[Lustre-discuss] best practice for lustre clustre startup

Sat Jul 3 22:00:34 PDT 2010

On 2010-07-03, at 15:02, pg_lus at lus.for.sabi.co.UK wrote:
>> Note that if you are not running with writeback cache enabled
>> on the disks, then you shouldn't have to run an fsck on the
>> filesystems after a crash.
> 
> This seems to me extremely bad advice, based on these rather
> extraordinarily optimistic assumptions:
> 
>> That should only be needed if the storage is faulty, or if it
>> is using writeback cache without mirroring and battery backup.
> 
> This reminds me of the immortal statement "as far as we know in
> our datacenter we never had an undetected error".

I think my record speaks for itself in terms of advocating running fsck on filesystems on a regular basis. I think you are making assumptions about what my statement says or does not say. What it says is that you shouldn't need to run fsck after a crash, if this wasn't involving e.g. RAID controller failure or the loss of writeback cache.

It doesn't say that you should never run fsck, and in fact I always recommend a full fsck in case on RAID failure or if the filesystem has detected inconsistencies.

My point was that if there are uptime requirements that running a full fsck after an unplanned outage of one node  is probably a bad use of time. It would be better to run a full fsck on ALL of the filesystems during scheduled maintenance windows, since they can be run in parallel and wouldn't take longer than a single node. 

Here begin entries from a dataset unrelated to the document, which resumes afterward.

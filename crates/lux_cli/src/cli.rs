use std::path::PathBuf;

use clap::{Parser, ValueEnum};
use log::LevelFilter;
use lux_renderer::{IntegratorKind, RenderSettings};

#[derive(Debug, Clone, Copy, PartialEq, Eq, ValueEnum)]
pub enum LogLevel {
    Error,
    Warn,
    Info,
    Debug,
    Trace,
}

impl From<LogLevel> for LevelFilter {
    fn from(level: LogLevel) -> Self {
        match level {
            LogLevel::Error => LevelFilter::Error,
            LogLevel::Warn => LevelFilter::Warn,
            LogLevel::Info => LevelFilter::Info,
            LogLevel::Debug => LevelFilter::Debug,
            LogLevel::Trace => LevelFilter::Trace,
        }
    }
}

#[derive(Debug, Clone, Copy, PartialEq, Eq, ValueEnum)]
pub enum Integrator {
    Path,
    Whitted,
}

impl From<Integrator> for IntegratorKind {
    fn from(integrator: Integrator) -> Self {
        match integrator {
            Integrator::Path => IntegratorKind::Path,
            Integrator::Whitted => IntegratorKind::Whitted,
        }
    }
}

/// Render a built-in scene to a PNG.
#[derive(Debug, Parser)]
#[command(name = "lux")]
#[command(about = "CPU ray tracer and path tracer")]
pub struct Args {
    /// Built-in scene to render (floor, cornell)
    #[arg(long, default_value = "cornell")]
    pub scene: String,

    /// Render settings as JSON; command-line flags override it
    #[arg(short, long)]
    pub config: Option<PathBuf>,

    #[arg(long, value_enum)]
    pub integrator: Option<Integrator>,

    /// Image width in pixels
    #[arg(long, default_value_t = 640)]
    pub width: u32,

    /// Image height in pixels
    #[arg(long, default_value_t = 480)]
    pub height: u32,

    /// Samples per pixel (per frame when rendering progressively)
    #[arg(long, short = 's')]
    pub spp: Option<u32>,

    /// Maximum path tracing bounces
    #[arg(long)]
    pub max_bounces: Option<u32>,

    /// Maximum Whitted recursion depth
    #[arg(long)]
    pub max_depth: Option<u32>,

    /// Sub-pixel grid resolution per sample
    #[arg(long)]
    pub super_sample: Option<u32>,

    /// Accumulate this many path-traced frames progressively
    #[arg(long, default_value_t = 1)]
    pub frames: u32,

    /// Random seed
    #[arg(long, default_value_t = 0)]
    pub seed: u64,

    /// Stop after this many seconds and keep what has been rendered
    #[arg(long)]
    pub time_limit: Option<f64>,

    /// Output PNG path
    #[arg(short, long, default_value = "lux.png")]
    pub output: PathBuf,

    #[arg(long, value_enum, default_value = "info")]
    pub log_level: LogLevel,
}

impl Args {
    /// Apply command-line overrides on top of loaded settings.
    pub fn apply_overrides(&self, settings: &mut RenderSettings) {
        if let Some(integrator) = self.integrator {
            settings.integrator = integrator.into();
        }
        if let Some(spp) = self.spp {
            settings.samples_per_pixel = spp;
        }
        if let Some(bounces) = self.max_bounces {
            settings.max_bounces = bounces;
        }
        if let Some(depth) = self.max_depth {
            settings.max_depth = depth;
        }
        if let Some(rate) = self.super_sample {
            settings.super_sample_rate = rate;
        }
    }
}
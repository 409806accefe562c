use lux_math::{Ray, Vec2, Vec3, Vec4};

/// Everything the integrators need to know about the nearest surface hit.
#[derive(Debug, Clone, Copy, PartialEq)]
pub struct SurfaceHit {
    /// Ray parameter of the hit
    pub t: f32,
    /// World-space hit position
    pub position: Vec3,
    /// Unit shading normal, flipped to face the incoming ray
    pub normal: Vec3,
    /// True when the ray hit the side the authored normal points to
    pub front_face: bool,
    pub uv: Vec2,
    /// Linear albedo (RGB) and opacity (A)
    pub albedo: Vec4,
    /// Specular tint (RGB) and shininess (A)
    pub meta_spec: Vec4,
}

impl SurfaceHit {
    /// Store `outward_normal` so that it opposes the ray direction.
    pub fn set_face_normal(&mut self, ray: &Ray, outward_normal: Vec3) {
        self.front_face = ray.direction().dot(outward_normal) < 0.0;
        self.normal = if self.front_face {
            outward_normal
        } else {
            -outward_normal
        };
    }

    pub fn opacity(&self) -> f32 {
        self.albedo.w
    }
}

impl Default for SurfaceHit {
    fn default() -> Self {
        Self {
            t: 0.0,
            position: Vec3::ZERO,
            normal: Vec3::Y,
            front_face: true,
            uv: Vec2::ZERO,
            albedo: Vec4::ONE,
            meta_spec: Vec4::ZERO,
        }
    }
}

#[cfg(test)]
mod tests {
    use super::*;

    #[test]
    fn test_set_face_normal() {
        let mut hit = SurfaceHit::default();

        hit.set_face_normal(&Ray::new(Vec3::Y, Vec3::NEG_Y), Vec3::Y);
        assert!(hit.front_face);
        assert_eq!(hit.normal, Vec3::Y);

        hit.set_face_normal(&Ray::new(Vec3::NEG_Y, Vec3::Y), Vec3::Y);
        assert!(!hit.front_face);
        assert_eq!(hit.normal, Vec3::NEG_Y);
    }
}
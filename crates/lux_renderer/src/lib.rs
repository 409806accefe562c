//! Lux Renderer - CPU ray tracing and path tracing.
//!
//! Two integrators share one intersection engine:
//!
//! - [`ray_trace`]: Whitted-style tracing with hard shadows, mirror
//!   reflection and a pass-through approximation for translucent surfaces
//! - [`path_trace`]: Monte Carlo path tracing with a microfacet BRDF,
//!   next-event estimation and Russian roulette
//!
//! [`ProgressivePathTracer`] accumulates path-traced frames into a running
//! mean, and [`RenderTask`] renders a whole image on the rayon pool in the
//! background with cooperative cancellation.
//!
//! All sampling takes an explicit `&mut dyn RngCore`, so renders are
//! reproducible from a seed.

mod brdf;
mod bucket;
mod bvh;
mod camera;
mod error;
mod framebuffer;
mod hit;
mod intersector;
mod lighting;
mod path;
mod progressive;
mod renderer;
mod sampling;
mod task;
mod triangle;
mod whitted;

pub use brdf::{Brdf, BrdfSample};
pub use bucket::{generate_buckets, render_bucket, Bucket, BucketResult, DEFAULT_BUCKET_SIZE};
pub use camera::PrimaryRays;
pub use error::RenderError;
pub use framebuffer::Framebuffer;
pub use hit::SurfaceHit;
pub use intersector::RayIntersector;
pub use lighting::sample_direct_lighting;
pub use path::{path_trace, sample_environment_light};
pub use progressive::ProgressivePathTracer;
pub use renderer::{
    color_to_rgba, linear_to_gamma, render, render_pixel, sample_pixel, trace, IntegratorKind,
    RenderSettings, DISPLAY_GAMMA,
};
pub use sampling::{gen_f32, reflect, sample_hemisphere_cosine};
pub use task::{render_image, CancelToken, RenderOutcome, RenderProgress, RenderTask};
pub use triangle::{intersect_triangle, Triangle};
pub use whitted::ray_trace;

/// Re-export math and scene types used throughout the public API
pub use lux_core::{Camera, Light, LightKind, Scene};
pub use lux_math::{Color, Intersection, Ray, Vec3, Vec4};

/// Offset applied along the normal (or ray) when spawning secondary rays,
/// so they do not re-hit the surface they leave.
pub const SURFACE_EPSILON: f32 = 1e-4;

/// Surfaces with albedo alpha below this do not block shadow rays.
pub const OCCLUDER_ALPHA: f32 = 0.2;

/// Surfaces with albedo alpha at or above this are treated as opaque.
pub const OPAQUE_ALPHA: f32 = 0.9;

I have also written the lvcheck tool to run fsck on LVM snapshots via cron on a regular basis so that you don't need to wait for a crash before validating whether your hardware is faulty.

> a full scan, at least every now and then, is essential to give some
> confidence that no hidden problem has been eating the metadata.

I've been a staunch advocate among the ext4 developers for keeping the  periodic fsck at mount time to catch those places that never fsck on their own. If that bothers people because of the unexpected delay in startup, I point them at the script so they can check the snapshot and reset the fsck counters before they expire.